While the method has not been tested yet in a blind prediction experiment, our results suggest that it can be used to predict near-native structures of membrane-embedded single polypeptide chains, providing TM helix–helix interactions can be predicted from sequence or extracted from experiments. In this study we experimented with the use of single constraints and could identify near native models using energy based selection for membrane proteins with up to 230 residues; for larger proteins, however, multiple constraints are likely to be necessary to obtain accurate models. Such models should prove useful to guide and rationalize future experimental investigations on the many systems for which no high-resolution structural information is yet available.

Materials and Methods

Selection of Long-Range Pairwise Interactions from a Library of TMH Pairs with Known Structure.

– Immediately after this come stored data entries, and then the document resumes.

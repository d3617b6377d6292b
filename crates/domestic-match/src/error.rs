use crate::config::ConfigError;
use crate::telemetry::TelemetryError;
use crate::workflows::domestic_work::{
    DirectoryImportError, DraftStoreError, GatewayError, WizardError,
};
use axum::http::StatusCode;
use axum::response::{IntoResponse, Response};
use axum::Json;
use serde_json::json;
use std::fmt;

#[derive(Debug)]
pub enum AppError {
    Config(ConfigError),
    Telemetry(TelemetryError),
    Io(std::io::Error),
    Server(axum::Error),
    Wizard(WizardError),
    Gateway(GatewayError),
    DirectoryImport(DirectoryImportError),
    DraftStore(DraftStoreError),
}

impl fmt::Display for AppError {
    fn fmt(&self, f: &mut fmt::Formatter<'_>) -> fmt::Result {
        match self {
            AppError::Config(err) => write!(f, "configuration error: {}", err),
            AppError::Telemetry(err) => write!(f, "telemetry error: {}", err),
            AppError::Io(err) => write!(f, "io error: {}", err),
            AppError::Server(err) => write!(f, "server error: {}", err),
            AppError::Wizard(err) => write!(f, "wizard error: {}", err),
            AppError::Gateway(err) => write!(f, "gateway error: {}", err),
            AppError::DirectoryImport(err) => write!(f, "directory import error: {}", err),
            AppError::DraftStore(err) => write!(f, "draft store error: {}", err),
        }
    }
}

impl std::error::Error for AppError {
    fn source(&self) -> Option<&(dyn std::error::Error + 'static)> {
        match self {
            AppError::Config(err) => Some(err),
            AppError::Telemetry(err) => Some(err),
            AppError::Io(err) => Some(err),
            AppError::Server(err) => Some(err),
            AppError::Wizard(err) => Some(err),
            AppError::Gateway(err) => Some(err),
            AppError::DirectoryImport(err) => Some(err),
            AppError::DraftStore(err) => Some(err),
        }
    }
}

impl IntoResponse for AppError {
    fn into_response(self) -> Response {
        let status = match self {
            AppError::Wizard(_) | AppError::DirectoryImport(_) => StatusCode::BAD_REQUEST,
            AppError::Gateway(_) => StatusCode::BAD_GATEWAY,
            AppError::Config(_)
            | AppError::Telemetry(_)
            | AppError::Io(_)
            | AppError::Server(_)
            | AppError::DraftStore(_) => StatusCode::INTERNAL_SERVER_ERROR,
        };

        let body = Json(json!({ "error": self.to_string() }));
        (status, body).into_response()
    }
}

impl From<ConfigError> for AppError {
    fn from(value: ConfigError) -> Self {
        Self::Config(value)
    }
}

impl From<TelemetryError> for AppError {
    fn from(value: TelemetryError) -> Self {
        Self::Telemetry(value)
    }
}

impl From<std::io::Error> for AppError {
    fn from(value: std::io::Error) -> Self {
        Self::Io(value)
    }
}

impl From<axum::Error> for AppError {
    fn from(value: axum::Error) -> Self {
        Self::Server(value)
    }
}

impl From<WizardError> for AppError {
    fn from(value: WizardError) -> Self {
        Self::Wizard(value)
    }
}

impl From<GatewayError> for AppError {
    fn from(value: GatewayError) -> Self {
        Self::Gateway(value)
    }
}

impl From<DirectoryImportError> for AppError {
    fn from(value: DirectoryImportError) -> Self {
        Self::DirectoryImport(value)
    }
}

impl From<DraftStoreError> for AppError {
    fn from(value: DraftStoreError) -> Self {
        Self::DraftStore(value)
    }
}
use domestic_match_api::run;

#[tokio::main]
async fn main() {
    if let Err(err) = run().await {
        eprintln!("application error: {err}");
        std::process::exit(1);
    }
}
use std::fmt;

use serde::Serialize;

use super::domain::{RegistrationDraft, WizardStep};
use super::fields::FieldPath;

const IDENTITY_REQUIRED: [FieldPath; 3] = [
    FieldPath::FullName,
    FieldPath::PhoneNumber,
    FieldPath::NationalId,
];

const LOCATION_REQUIRED: [FieldPath; 5] = [
    FieldPath::Province,
    FieldPath::District,
    FieldPath::Sector,
    FieldPath::Cell,
    FieldPath::Village,
];

const PREFERENCES_REQUIRED: [FieldPath; 2] = [FieldPath::SalaryRange, FieldPath::Tasks];

/// Fields that must be filled before leaving `step`.
pub fn required_fields(step: WizardStep) -> &'static [FieldPath] {
    match step {
        WizardStep::Identity => &IDENTITY_REQUIRED,
        WizardStep::Location => &LOCATION_REQUIRED,
        WizardStep::Preferences => &PREFERENCES_REQUIRED,
        WizardStep::Selection => &[],
    }
}

/// A step was left with required fields empty.
#[derive(Debug, Clone, PartialEq, Eq, Serialize)]
pub struct ValidationError {
    pub step: WizardStep,
    pub missing_fields: Vec<FieldPath>,
}

impl fmt::Display for ValidationError {
    fn fmt(&self, f: &mut fmt::Formatter<'_>) -> fmt::Result {
        let names: Vec<&str> = self.missing_fields.iter().map(|path| path.name()).collect();
        write!(
            f,
            "{} is missing required fields: {}",
            self.step,
            names.join(", ")
        )
    }
}

impl std::error::Error for ValidationError {}

pub fn validate_step(step: WizardStep, draft: &RegistrationDraft) -> Result<(), ValidationError> {
    let missing_fields: Vec<FieldPath> = required_fields(step)
        .iter()
        .copied()
        .filter(|path| !path.is_filled(draft))
        .collect();

    if missing_fields.is_empty() {
        Ok(())
    } else {
        Err(ValidationError {
            step,
            missing_fields,
        })
    }
}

A library of 621 interacting transmembrane helical pairs was constructed from 79 high-resolution membrane proteins chains with <90% pairwise sequence identity, taken from the protein database as of April 2007. The boundaries for TM helical segments were taken from the MPtopo database (13). Two helices were considered to interact if 5 or more pairs of Cα atoms were within 8 Å.

Sequence profiles were constructed for all helical pairs in the database by PSI-BLAST (14) with the -j 2 option using the BLOSUM62 substitution with E-value cutoff 10−3 against Uniref90 (uniref) for the whole protein chain sequence and parsing out the specific regions corresponding to the TM helical pairs. To ensure that no templates from homologs were present in the final library, all hits to templates from proteins with a BLAST hit better than E-value 5E−2 to the query sequence were filtered out.

To search the library, a sequence profile is constructed for the query sequence as described above and the specific regions corresponding to transmembrane regions predicted by Octopus (15) are parsed out. In the next step each possible pair of predicted transmembrane helices is compared with the profiles for each pair in the library using a gapless log average profile-profile scoring (16) over a 14-residue sliding window, other window sizes were tried but 14 performed best (data not shown). To compare a helix pair in the library (H1,H2) with a helix pair from the query (h1, h2), H1 is compared with h1 by sliding one window over H1 and one over h1 and calculating the log average profile-profile score for each position of the two windows; the same is done for H2 and h2. Only registers in which all residues in the two 14 residue windows are aligned are considered. The final score for a match is the sum of the best scores from the H1-h1 and H2-h2 comparisons. This procedure gives a score for each possible position of the 4 windows (Fig. S1). Overlaps between the windows were avoided by requiring that the center of the window on h1 be separated by at least 20 residues from the center of the window on h2. Once a match is found, the backbone orientation (i.e., coordinates of the N, Cα and C positions) for the closest point of interaction (closest distance) in the matching windows for the template helices H1 and H2 is copied to the equivalent positions in query helices h1 and h2. By taking the closest point of interaction instead of the residues in the center of the windows, potential helix–helix interaction motifs do not need to be in the middle of the window to be captured.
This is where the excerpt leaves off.